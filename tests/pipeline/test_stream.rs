//! StreamBuffer ordering under a concurrent producer

use std::sync::Arc;
use std::thread;

use rustycir::StreamBuffer;

#[test]
fn test_fifo_across_takes() {
    let buffer = StreamBuffer::new(64);
    let data: Vec<u8> = (0..20).collect();
    buffer.push(&data[..10]);
    assert!(buffer.try_take(20).is_none());
    assert_eq!(buffer.len(), 10);

    buffer.push(&data[10..]);
    assert_eq!(buffer.try_take(10).unwrap(), data[..10].to_vec());
    assert_eq!(buffer.try_take(10).unwrap(), data[10..].to_vec());
    assert!(buffer.is_empty());
}

#[test]
fn test_taken_blocks_are_contiguous_under_overflow() {
    const MODULUS: u32 = 251;
    let buffer = Arc::new(StreamBuffer::new(4096));

    let producer = {
        let buffer = Arc::clone(&buffer);
        thread::spawn(move || {
            let mut counter = 0u32;
            for _ in 0..2000 {
                let chunk: Vec<u8> = (0..97)
                    .map(|_| {
                        let b = (counter % MODULUS) as u8;
                        counter += 1;
                        b
                    })
                    .collect();
                buffer.push(&chunk);
            }
        })
    };

    let mut blocks = 0;
    while !producer.is_finished() || buffer.len() >= 512 {
        if let Some(block) = buffer.try_take(512) {
            for pair in block.windows(2) {
                assert_eq!((pair[0] as u32 + 1) % MODULUS, pair[1] as u32);
            }
            blocks += 1;
        }
    }
    producer.join().unwrap();

    assert!(blocks > 0);
    assert!(buffer.len() <= buffer.capacity());
    assert_eq!(
        blocks * 512 + buffer.len() as u64 + buffer.evicted_bytes(),
        2000 * 97
    );
}
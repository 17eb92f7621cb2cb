use std::sync::Arc;

use crate::domain::SessionStorage;
use crate::use_cases::session_store::AdminSession;

// Response returned by the logout use case.
pub struct LogoutResponse {
    pub revoked: bool,
}

// Logout is local only: the token is dropped, the backend is not called.
pub struct AdminLogoutUseCase<S> {
    pub session: Arc<AdminSession<S>>,
}

impl<S> AdminLogoutUseCase<S>
where
    S: SessionStorage,
{
    pub fn execute(&self) -> LogoutResponse {
        let revoked = self.session.token().is_some();
        self.session.clear_token();
        tracing::info!(revoked, "admin logged out");
        LogoutResponse { revoked }
    }
}

#[cfg(test)]
mod tests {
    use super::*;
    use crate::interface_adapters::MemoryStorage;

    #[test]
    fn when_token_exists_then_logout_returns_revoked_true() {
        let session = Arc::new(AdminSession::open(MemoryStorage::new()));
        session.set_token("token-1").expect("expected token to be accepted");
        let use_case = AdminLogoutUseCase {
            session: session.clone(),
        };

        let result = use_case.execute();

        assert!(result.revoked);
        assert_eq!(session.token(), None);
    }

    #[test]
    fn when_no_token_then_logout_returns_revoked_false() {
        let use_case = AdminLogoutUseCase {
            session: Arc::new(AdminSession::open(MemoryStorage::new())),
        };

        assert!(!use_case.execute().revoked);
        assert!(!use_case.execute().revoked);
    }

    #[test]
    fn when_logging_out_then_session_error_is_left_for_display() {
        let session = Arc::new(AdminSession::open(MemoryStorage::new()));
        session.set_token("token-1").expect("expected token to be accepted");
        session.set_session_error("shown once");
        let use_case = AdminLogoutUseCase {
            session: session.clone(),
        };

        use_case.execute();

        assert_eq!(session.session_error().as_deref(), Some("shown once"));
    }
}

+ + + +

> What is expected: Give every entry back unchanged. Leave none out.

> Written solution:
filename tests/pipeline/test_stream.rs
//! StreamBuffer ordering under a concurrent producer

use std::sync::Arc;
use std::thread;

use rustycir::StreamBuffer;

#[test]
fn test_fifo_across_takes() {
    let buffer = StreamBuffer::new(64);
    let data: Vec<u8> = (0..20).collect();
    buffer.push(&data[..10]);
    assert!(buffer.try_take(20).is_none());
    assert_eq!(buffer.len(), 10);

    buffer.push(&data[10..]);
    assert_eq!(buffer.try_take(10).unwrap(), data[..10].to_vec());
    assert_eq!(buffer.try_take(10).unwrap(), data[10..].to_vec());
    assert!(buffer.is_empty());
}

#[test]
fn test_taken_blocks_are_contiguous_under_overflow() {
    const MODULUS: u32 = 251;
    let buffer = Arc::new(StreamBuffer::new(4096));

    let producer = {
        let buffer = Arc::clone(&buffer);
        thread::spawn(move || {
            let mut counter = 0u32;
            for _ in 0..2000 {
                let chunk: Vec<u8> = (0..97)
                    .map(|_| {
                        let b = (counter % MODULUS) as u8;
                        counter += 1;
                        b
                    })
                    .collect();
                buffer.push(&chunk);
            }
        })
    };

    let mut blocks = 0;
    while !producer.is_finished() || buffer.len() >= 512 {
        if let Some(block) = buffer.try_take(512) {
            for pair in block.windows(2) {
                assert_eq!((pair[0] as u32 + 1) % MODULUS, pair[1] as u32);
            }
            blocks += 1;
        }
    }
    producer.join().unwrap();

    assert!(blocks > 0);
    assert!(buffer.len() <= buffer.capacity());
    assert_eq!(
        blocks * 512 + buffer.len() as u64 + buffer.evicted_bytes(),
        2000 * 97
    );
}
repository 17eb92f7621cb2cb
use std::sync::Arc;

use crate::domain::SessionStorage;
use crate::use_cases::session_store::AdminSession;

// Response returned by the logout use case.
pub struct LogoutResponse {
    pub revoked: bool,
}

// Logout is local only: the token is dropped, the backend is not called.
pub struct AdminLogoutUseCase<S> {
    pub session: Arc<AdminSession<S>>,
}

impl<S> AdminLogoutUseCase<S>
where
    S: SessionStorage,
{
    pub fn execute(&self) -> LogoutResponse {
        let revoked = self.session.token().is_some();
        self.session.clear_token();
        tracing::info!(revoked, "admin logged out");
        LogoutResponse { revoked }
    }
}

#[cfg(test)]
mod tests {
    use super::*;
    use crate::interface_adapters::MemoryStorage;

    #[test]
    fn when_token_exists_then_logout_returns_revoked_true() {
        let session = Arc::new(AdminSession::open(MemoryStorage::new()));
        session.set_token("token-1").expect("expected token to be accepted");
        let use_case = AdminLogoutUseCase {
            session: session.clone(),
        };

        let result = use_case.execute();

        assert!(result.revoked);
        assert_eq!(session.token(), None);
    }

    #[test]
    fn when_no_token_then_logout_returns_revoked_false() {
        let use_case = AdminLogoutUseCase {
            session: Arc::new(AdminSession::open(MemoryStorage::new())),
        };

        assert!(!use_case.execute().revoked);
        assert!(!use_case.execute().revoked);
    }

    #[test]
    fn when_logging_out_then_session_error_is_left_for_display() {
        let session = Arc::new(AdminSession::open(MemoryStorage::new()));
        session.set_token("token-1").expect("expected token to be accepted");
        session.set_session_error("shown once");
        let use_case = AdminLogoutUseCase {
            session: session.clone(),
        };

        use_case.execute();

        assert_eq!(session.session_error().as_deref(), Some("shown once"));
    }
}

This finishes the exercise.